| WHAT YOU HAVE TO DO |
Every line from the one with "let stdout = if" to the one with "pub struct FlakyTaskRepository", including those two, is to be copied exactly; all other lines of the entries below are left out.

┌─ EXTRACTED DATA

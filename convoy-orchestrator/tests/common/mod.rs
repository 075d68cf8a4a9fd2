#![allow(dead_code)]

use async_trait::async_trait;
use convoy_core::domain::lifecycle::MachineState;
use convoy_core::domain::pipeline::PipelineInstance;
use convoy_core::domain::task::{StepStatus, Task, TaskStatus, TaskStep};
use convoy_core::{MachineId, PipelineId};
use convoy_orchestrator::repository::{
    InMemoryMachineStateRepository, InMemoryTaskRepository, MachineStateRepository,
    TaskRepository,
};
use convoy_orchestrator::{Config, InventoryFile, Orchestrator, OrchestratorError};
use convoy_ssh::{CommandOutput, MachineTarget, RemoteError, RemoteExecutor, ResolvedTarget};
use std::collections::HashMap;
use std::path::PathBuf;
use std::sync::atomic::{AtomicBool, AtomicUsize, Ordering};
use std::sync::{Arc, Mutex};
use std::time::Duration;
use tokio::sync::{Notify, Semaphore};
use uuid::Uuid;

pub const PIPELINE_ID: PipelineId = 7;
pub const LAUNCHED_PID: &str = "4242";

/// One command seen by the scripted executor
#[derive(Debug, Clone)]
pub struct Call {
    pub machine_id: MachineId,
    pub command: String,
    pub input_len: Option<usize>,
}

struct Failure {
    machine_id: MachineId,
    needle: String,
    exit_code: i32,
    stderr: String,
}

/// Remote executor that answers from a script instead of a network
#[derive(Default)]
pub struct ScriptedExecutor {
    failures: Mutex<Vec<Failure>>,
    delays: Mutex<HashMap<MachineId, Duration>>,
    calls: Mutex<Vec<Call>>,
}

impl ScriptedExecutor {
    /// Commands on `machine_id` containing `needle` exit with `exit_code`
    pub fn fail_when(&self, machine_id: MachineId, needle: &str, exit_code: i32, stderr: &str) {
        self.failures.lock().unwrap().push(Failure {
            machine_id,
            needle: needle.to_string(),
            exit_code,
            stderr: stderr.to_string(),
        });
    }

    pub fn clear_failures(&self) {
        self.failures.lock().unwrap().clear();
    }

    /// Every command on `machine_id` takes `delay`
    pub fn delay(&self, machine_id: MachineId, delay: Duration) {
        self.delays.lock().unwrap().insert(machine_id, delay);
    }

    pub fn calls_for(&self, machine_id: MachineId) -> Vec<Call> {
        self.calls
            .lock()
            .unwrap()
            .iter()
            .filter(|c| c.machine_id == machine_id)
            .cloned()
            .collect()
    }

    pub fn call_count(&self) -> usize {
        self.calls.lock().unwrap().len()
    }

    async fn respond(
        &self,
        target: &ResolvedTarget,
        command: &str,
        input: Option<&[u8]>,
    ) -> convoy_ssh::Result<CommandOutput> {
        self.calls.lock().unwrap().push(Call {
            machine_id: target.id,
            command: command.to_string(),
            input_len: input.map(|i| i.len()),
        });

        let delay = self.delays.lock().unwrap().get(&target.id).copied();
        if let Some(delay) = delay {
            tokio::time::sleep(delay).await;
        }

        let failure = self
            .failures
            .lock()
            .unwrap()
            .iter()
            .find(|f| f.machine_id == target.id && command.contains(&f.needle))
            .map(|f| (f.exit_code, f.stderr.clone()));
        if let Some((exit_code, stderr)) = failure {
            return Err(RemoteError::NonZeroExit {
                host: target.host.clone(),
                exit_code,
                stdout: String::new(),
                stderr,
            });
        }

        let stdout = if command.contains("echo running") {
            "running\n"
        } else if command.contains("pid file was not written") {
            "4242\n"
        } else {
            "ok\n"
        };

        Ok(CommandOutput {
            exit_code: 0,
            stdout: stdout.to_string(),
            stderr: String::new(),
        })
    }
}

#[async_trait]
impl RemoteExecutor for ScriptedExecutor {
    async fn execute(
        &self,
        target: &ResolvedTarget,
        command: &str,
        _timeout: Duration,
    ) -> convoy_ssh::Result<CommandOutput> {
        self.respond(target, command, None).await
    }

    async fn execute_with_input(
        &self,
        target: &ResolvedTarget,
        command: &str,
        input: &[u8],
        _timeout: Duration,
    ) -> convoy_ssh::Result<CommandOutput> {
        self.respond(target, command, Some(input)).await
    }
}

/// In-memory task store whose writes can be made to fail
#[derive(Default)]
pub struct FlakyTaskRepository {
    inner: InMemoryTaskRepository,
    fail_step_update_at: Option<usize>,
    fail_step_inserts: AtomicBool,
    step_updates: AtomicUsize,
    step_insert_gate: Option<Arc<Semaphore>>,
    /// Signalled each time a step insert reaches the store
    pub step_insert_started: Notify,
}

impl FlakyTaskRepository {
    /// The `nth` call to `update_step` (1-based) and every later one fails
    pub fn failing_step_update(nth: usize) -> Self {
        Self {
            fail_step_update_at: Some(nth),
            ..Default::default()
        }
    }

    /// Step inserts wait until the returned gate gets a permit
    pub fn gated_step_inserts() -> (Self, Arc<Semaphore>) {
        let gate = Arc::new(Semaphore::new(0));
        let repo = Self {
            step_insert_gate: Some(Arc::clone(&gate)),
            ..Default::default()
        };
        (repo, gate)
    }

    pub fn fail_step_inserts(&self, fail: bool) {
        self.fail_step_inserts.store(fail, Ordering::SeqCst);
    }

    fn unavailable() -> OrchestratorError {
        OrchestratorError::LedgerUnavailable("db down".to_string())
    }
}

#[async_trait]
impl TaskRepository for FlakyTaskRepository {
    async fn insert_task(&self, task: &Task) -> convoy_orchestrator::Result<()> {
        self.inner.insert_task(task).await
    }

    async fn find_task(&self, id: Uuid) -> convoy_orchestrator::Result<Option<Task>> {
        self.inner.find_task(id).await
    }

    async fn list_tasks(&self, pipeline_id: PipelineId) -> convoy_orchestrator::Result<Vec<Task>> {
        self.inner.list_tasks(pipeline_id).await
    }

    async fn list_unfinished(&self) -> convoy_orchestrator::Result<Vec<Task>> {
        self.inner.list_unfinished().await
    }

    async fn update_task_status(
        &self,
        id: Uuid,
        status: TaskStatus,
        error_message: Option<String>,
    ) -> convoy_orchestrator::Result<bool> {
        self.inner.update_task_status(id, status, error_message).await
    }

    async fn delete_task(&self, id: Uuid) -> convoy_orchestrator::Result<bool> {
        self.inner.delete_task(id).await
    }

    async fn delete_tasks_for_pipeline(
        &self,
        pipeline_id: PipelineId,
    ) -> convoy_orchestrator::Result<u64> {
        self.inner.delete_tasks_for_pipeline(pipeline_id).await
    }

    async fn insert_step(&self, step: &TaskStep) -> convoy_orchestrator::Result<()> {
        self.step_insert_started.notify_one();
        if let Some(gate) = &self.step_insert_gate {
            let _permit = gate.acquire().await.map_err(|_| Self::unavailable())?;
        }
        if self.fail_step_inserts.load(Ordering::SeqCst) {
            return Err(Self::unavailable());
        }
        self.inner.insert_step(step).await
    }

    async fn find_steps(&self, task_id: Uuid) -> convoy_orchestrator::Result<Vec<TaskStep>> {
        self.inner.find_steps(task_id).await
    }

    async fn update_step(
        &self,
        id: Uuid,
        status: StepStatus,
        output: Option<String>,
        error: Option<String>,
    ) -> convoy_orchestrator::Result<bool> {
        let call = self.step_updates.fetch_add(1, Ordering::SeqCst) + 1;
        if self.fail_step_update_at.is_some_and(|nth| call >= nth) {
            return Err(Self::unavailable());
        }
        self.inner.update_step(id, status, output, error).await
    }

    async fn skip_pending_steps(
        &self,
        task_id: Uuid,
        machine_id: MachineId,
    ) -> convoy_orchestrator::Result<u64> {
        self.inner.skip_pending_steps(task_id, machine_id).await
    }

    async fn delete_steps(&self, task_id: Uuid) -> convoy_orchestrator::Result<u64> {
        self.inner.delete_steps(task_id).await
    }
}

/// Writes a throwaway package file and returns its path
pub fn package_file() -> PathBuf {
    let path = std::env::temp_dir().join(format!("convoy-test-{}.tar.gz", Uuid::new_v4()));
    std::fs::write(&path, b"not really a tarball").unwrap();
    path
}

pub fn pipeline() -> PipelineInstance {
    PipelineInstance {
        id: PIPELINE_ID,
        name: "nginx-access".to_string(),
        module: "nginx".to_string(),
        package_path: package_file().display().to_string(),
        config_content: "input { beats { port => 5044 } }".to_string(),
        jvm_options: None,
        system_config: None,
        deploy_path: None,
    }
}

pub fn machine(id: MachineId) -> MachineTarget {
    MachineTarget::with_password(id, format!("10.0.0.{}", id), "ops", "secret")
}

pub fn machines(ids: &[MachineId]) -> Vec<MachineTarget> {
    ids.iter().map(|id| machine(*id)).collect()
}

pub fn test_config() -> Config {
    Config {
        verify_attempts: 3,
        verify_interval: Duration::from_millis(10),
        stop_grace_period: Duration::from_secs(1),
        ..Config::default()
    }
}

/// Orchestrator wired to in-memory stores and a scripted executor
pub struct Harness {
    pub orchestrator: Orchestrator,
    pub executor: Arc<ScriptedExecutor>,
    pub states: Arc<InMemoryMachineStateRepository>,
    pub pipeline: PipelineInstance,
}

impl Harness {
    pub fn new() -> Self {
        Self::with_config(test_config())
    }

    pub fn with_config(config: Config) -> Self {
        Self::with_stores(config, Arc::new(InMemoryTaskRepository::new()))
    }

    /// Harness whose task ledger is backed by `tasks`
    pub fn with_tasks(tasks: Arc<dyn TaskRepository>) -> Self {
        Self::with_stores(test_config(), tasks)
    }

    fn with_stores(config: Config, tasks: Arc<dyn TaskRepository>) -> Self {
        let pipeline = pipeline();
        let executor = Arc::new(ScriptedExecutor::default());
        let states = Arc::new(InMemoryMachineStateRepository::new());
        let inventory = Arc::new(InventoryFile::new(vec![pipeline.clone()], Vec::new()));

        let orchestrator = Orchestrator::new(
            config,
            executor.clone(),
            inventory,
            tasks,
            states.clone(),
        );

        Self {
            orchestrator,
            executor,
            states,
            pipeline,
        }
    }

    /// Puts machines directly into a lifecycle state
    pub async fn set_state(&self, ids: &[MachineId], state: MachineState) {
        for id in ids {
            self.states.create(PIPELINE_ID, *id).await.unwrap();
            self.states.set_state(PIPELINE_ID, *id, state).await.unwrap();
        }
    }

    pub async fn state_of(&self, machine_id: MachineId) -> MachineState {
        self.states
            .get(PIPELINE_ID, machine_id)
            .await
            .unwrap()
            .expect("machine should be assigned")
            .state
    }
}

└─
┌─ EXTRACTED DATA

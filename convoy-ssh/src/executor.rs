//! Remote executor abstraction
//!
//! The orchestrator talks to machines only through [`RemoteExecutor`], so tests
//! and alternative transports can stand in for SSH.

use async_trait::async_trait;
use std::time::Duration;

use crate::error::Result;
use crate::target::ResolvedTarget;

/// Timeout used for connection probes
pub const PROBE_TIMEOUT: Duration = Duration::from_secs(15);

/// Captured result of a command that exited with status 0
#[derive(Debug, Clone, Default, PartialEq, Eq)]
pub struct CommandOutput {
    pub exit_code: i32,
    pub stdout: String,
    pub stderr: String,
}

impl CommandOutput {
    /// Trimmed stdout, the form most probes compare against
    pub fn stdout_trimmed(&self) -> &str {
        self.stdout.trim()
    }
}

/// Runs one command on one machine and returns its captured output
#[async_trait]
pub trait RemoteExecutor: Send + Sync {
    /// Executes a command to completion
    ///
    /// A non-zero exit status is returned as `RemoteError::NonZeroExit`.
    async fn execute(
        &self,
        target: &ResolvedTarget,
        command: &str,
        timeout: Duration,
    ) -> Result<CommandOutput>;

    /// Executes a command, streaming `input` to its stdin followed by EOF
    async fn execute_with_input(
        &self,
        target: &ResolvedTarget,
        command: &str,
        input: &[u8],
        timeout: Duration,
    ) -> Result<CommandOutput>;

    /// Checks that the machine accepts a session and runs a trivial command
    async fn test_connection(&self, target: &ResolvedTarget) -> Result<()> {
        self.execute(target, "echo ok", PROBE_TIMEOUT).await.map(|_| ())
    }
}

└─

| WRITTEN RESPONSE |
        let stdout = if command.contains("echo running") {
            "running\n"
        } else if command.contains("pid file was not written") {
            "4242\n"
        } else {
            "ok\n"
        };

        Ok(CommandOutput {
            exit_code: 0,
            stdout: stdout.to_string(),
            stderr: String::new(),
        })
    }
}

#[async_trait]
impl RemoteExecutor for ScriptedExecutor {
    async fn execute(
        &self,
        target: &ResolvedTarget,
        command: &str,
        _timeout: Duration,
    ) -> convoy_ssh::Result<CommandOutput> {
        self.respond(target, command, None).await
    }

    async fn execute_with_input(
        &self,
        target: &ResolvedTarget,
        command: &str,
        input: &[u8],
        _timeout: Duration,
    ) -> convoy_ssh::Result<CommandOutput> {
        self.respond(target, command, Some(input)).await
    }
}

/// In-memory task store whose writes can be made to fail
#[derive(Default)]
pub struct FlakyTaskRepository {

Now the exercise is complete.